Radiologists don’t observe their patients like other clinicians. That’s why radiologists chose this specialty, because the interpretation process isn’t superficial. The diagnosis requires an examination that’s deeper than what’s immediately visible.
Former Harvard University professor of radiology Harry Z. Mellins, MD, understood that the profession goes beyond image analysis. Referred to as “the epitome of the clinician/scholar,” Mellins served as the chief of diagnostic radiology and residency program director at Peter Bent Brigham Hospital, which is now Brigham and Women’s Hospital. He was also a mentor and a teacher who not only wanted his students to become successful radiologists, but also to develop insight into their practice. He once wrote:
“The diagnostic radiologist is a clinician who has sacrificed one of the greatest glories of the practice of medicine and its greatest responsibility - the daily contact with the ill and their families - in order to concentrate more on the essence of our profession, the pathology of the living. This he sees through the medium of shadows which has left him open to the charge of not quite being a real clinician.

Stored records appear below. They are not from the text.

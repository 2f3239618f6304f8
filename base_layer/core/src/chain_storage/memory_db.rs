// Copyright 2024. The Tari Project
//
// Redistribution and use in source and binary forms, with or without modification, are permitted provided that the
// following conditions are met:
//
// 1. Redistributions of source code must retain the above copyright notice, this list of conditions and the following
// disclaimer.
//
// 2. Redistributions in binary form must reproduce the above copyright notice, this list of conditions and the
// following disclaimer in the documentation and/or other materials provided with the distribution.
//
// 3. Neither the name of the copyright holder nor the names of its contributors may be used to endorse or promote
// products derived from this software without specific prior written permission.
//
// THIS SOFTWARE IS PROVIDED BY THE COPYRIGHT HOLDERS AND CONTRIBUTORS "AS IS" AND ANY EXPRESS OR IMPLIED WARRANTIES,
// INCLUDING, BUT NOT LIMITED TO, THE IMPLIED WARRANTIES OF MERCHANTABILITY AND FITNESS FOR A PARTICULAR PURPOSE ARE
// DISCLAIMED. IN NO EVENT SHALL THE COPYRIGHT HOLDER OR CONTRIBUTORS BE LIABLE FOR ANY DIRECT, INDIRECT, INCIDENTAL,
// SPECIAL, EXEMPLARY, OR CONSEQUENTIAL DAMAGES (INCLUDING, BUT NOT LIMITED TO, PROCUREMENT OF SUBSTITUTE GOODS OR
// SERVICES; LOSS OF USE, DATA, OR PROFITS; OR BUSINESS INTERRUPTION) HOWEVER CAUSED AND ON ANY THEORY OF LIABILITY,
// WHETHER IN CONTRACT, STRICT LIABILITY, OR TORT (INCLUDING NEGLIGENCE OR OTHERWISE) ARISING IN ANY WAY OUT OF THE
// USE OF THIS SOFTWARE, EVEN IF ADVISED OF THE POSSIBILITY OF SUCH DAMAGE.

//! A memory-based UTXO set, generally only useful for testing and simulation

use std::{
    collections::{BTreeMap, HashMap},
    sync::{Arc, RwLock, RwLockReadGuard},
};

use log::*;

use crate::{
    chain_storage::{ChainStorageError, DbTransaction, Utxo, UtxoFilter, UtxoSet, WriteOperation},
    transactions::transaction_components::OutPoint,
};

pub const LOG_TARGET: &str = "c::cs::memory_db";

#[derive(Debug, Default, Clone)]
struct InnerDatabase {
    // insertion sequence -> utxo, so that queries return the oldest outputs first
    utxos: BTreeMap<u64, Utxo>,
    index: HashMap<OutPoint, u64>,
    next_sequence: u64,
    tip_height: u64,
}

impl InnerDatabase {
    fn apply(&mut self, operation: WriteOperation) -> Result<(), ChainStorageError> {
        match operation {
            WriteOperation::InsertUtxo(utxo) => {
                if self.index.contains_key(&utxo.outpoint) {
                    return Err(ChainStorageError::DuplicateUtxo(utxo.outpoint));
                }
                let sequence = self.next_sequence;
                self.next_sequence += 1;
                self.index.insert(utxo.outpoint, sequence);
                self.utxos.insert(sequence, *utxo);
            },
            WriteOperation::SpendUtxo(outpoint) => {
                let sequence = self
                    .index
                    .remove(&outpoint)
                    .ok_or(ChainStorageError::UnspendableInput(outpoint))?;
                self.utxos.remove(&sequence);
            },
            WriteOperation::SetTipHeight(height) => {
                if height < self.tip_height {
                    return Err(ChainStorageError::InvalidOperation(format!(
                        "tip height cannot decrease from {} to {}",
                        self.tip_height, height
                    )));
                }
                self.tip_height = height;
            },
        }
        Ok(())
    }
}

/// A memory-backed UTXO set. All data is lost when the program terminates. A single lock protects the whole set.
#[derive(Debug, Default, Clone)]
pub struct MemoryUtxoSet {
    db: Arc<RwLock<InnerDatabase>>,
}

impl MemoryUtxoSet {
    pub fn new() -> Self {
        Self::default()
    }

    fn db_read_access(&self) -> Result<RwLockReadGuard<'_, InnerDatabase>, ChainStorageError> {
        self.db
            .read()
            .map_err(|e| ChainStorageError::AccessError(e.to_string()))
    }
}

impl UtxoSet for MemoryUtxoSet {
    fn write(&self, tx: DbTransaction) -> Result<(), ChainStorageError> {
        if tx.is_empty() {
            return Ok(());
        }
        let mut db = self
            .db
            .write()
            .map_err(|e| ChainStorageError::AccessError(e.to_string()))?;
        // Operations are applied to a copy so that a failure part way through leaves the set untouched
        let mut staged = db.clone();
        let num_operations = tx.operations.len();
        for operation in tx.operations {
            staged.apply(operation)?;
        }
        *db = staged;
        trace!(target: LOG_TARGET, "Committed {} operations", num_operations);
        Ok(())
    }

    fn fetch_utxo(&self, outpoint: &OutPoint) -> Result<Option<Utxo>, ChainStorageError> {
        let db = self.db_read_access()?;
        Ok(db.index.get(outpoint).and_then(|seq| db.utxos.get(seq)).cloned())
    }

    fn fetch_utxos(&self, filter: &UtxoFilter) -> Result<Vec<Utxo>, ChainStorageError> {
        let db = self.db_read_access()?;
        Ok(db
            .utxos
            .values()
            .filter(|utxo| filter.matches(&utxo.output))
            .cloned()
            .collect())
    }

    fn tip_height(&self) -> Result<u64, ChainStorageError> {
        Ok(self.db_read_access()?.tip_height)
    }

    fn utxo_count(&self) -> Result<usize, ChainStorageError> {
        Ok(self.db_read_access()?.utxos.len())
    }
}

#[cfg(test)]
mod test {
    use bitcann_common_types::{amount::Satoshis, types::Hash256};
    use bitcann_script::LockingBytecode;

    use super::*;
    use crate::transactions::transaction_components::TransactionOutput;

    fn utxo(index: u32) -> Utxo {
        Utxo::new(
            OutPoint::new(Hash256::new([9; 32]), index),
            TransactionOutput::new(Satoshis(u64::from(index) + 1), LockingBytecode::default()),
            0,
        )
    }

    #[test]
    fn it_returns_utxos_in_insertion_order() {
        let db = MemoryUtxoSet::new();
        let mut tx = DbTransaction::new();
        tx.insert_utxo(utxo(2)).insert_utxo(utxo(0)).insert_utxo(utxo(1));
        db.write(tx).unwrap();
        let indexes = db
            .fetch_utxos(&UtxoFilter::new())
            .unwrap()
            .into_iter()
            .map(|u| u.outpoint.index)
            .collect::<Vec<_>>();
        assert_eq!(indexes, vec![2, 0, 1]);
        assert!(db.contains(&utxo(1).outpoint).unwrap());
    }

    #[test]
    fn a_failed_write_changes_nothing() {
        let db = MemoryUtxoSet::new();
        let mut tx = DbTransaction::new();
        tx.insert_utxo(utxo(0));
        db.write(tx).unwrap();

        let mut tx = DbTransaction::new();
        tx.spend_utxo(utxo(0).outpoint)
            .insert_utxo(utxo(1))
            .spend_utxo(utxo(7).outpoint);
        let err = db.write(tx).unwrap_err();
        assert!(matches!(err, ChainStorageError::UnspendableInput(_)));
        assert!(db.contains(&utxo(0).outpoint).unwrap());
        assert!(!db.contains(&utxo(1).outpoint).unwrap());
        assert_eq!(db.utxo_count().unwrap(), 1);
    }

    #[test]
    fn outputs_cannot_be_spent_twice() {
        let db = MemoryUtxoSet::new();
        let mut tx = DbTransaction::new();
        tx.insert_utxo(utxo(0));
        db.write(tx).unwrap();
        let mut tx = DbTransaction::new();
        tx.spend_utxo(utxo(0).outpoint).spend_utxo(utxo(0).outpoint);
        assert!(db.write(tx).is_err());
        assert_eq!(db.utxo_count().unwrap(), 1);
    }

    #[test]
    fn the_tip_only_moves_forward() {
        let db = MemoryUtxoSet::new();
        let mut tx = DbTransaction::new();
        tx.set_tip_height(5);
        db.write(tx).unwrap();
        let mut tx = DbTransaction::new();
        tx.set_tip_height(4);
        assert!(db.write(tx).is_err());
        assert_eq!(db.tip_height().unwrap(), 5);
    }
}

But shadows, after all, are real. What are we to one another and what is the world to any of us but an inverted image on the retina? Seeing is done with the mind. The camera does not see; it records. The radiologist perceived the shadow, sees a lesion, and imagines the man. The bedside physician sees the man, perceives the signs and imagines the lesion. They practice from the outside in and we from the inside out. Both are clinicians, for in truth there is no other kind of doctor worthy of the name. The decisive test for all is finally and always the bedside. This, then, is one concept of the radiologist - with a film on the viewbox but the bedside in his or her mind.”
His words are an important reminder as to why radiologists chose this field. Radiologists perform the reverse of what other clinicians do, they examine “from the inside out.”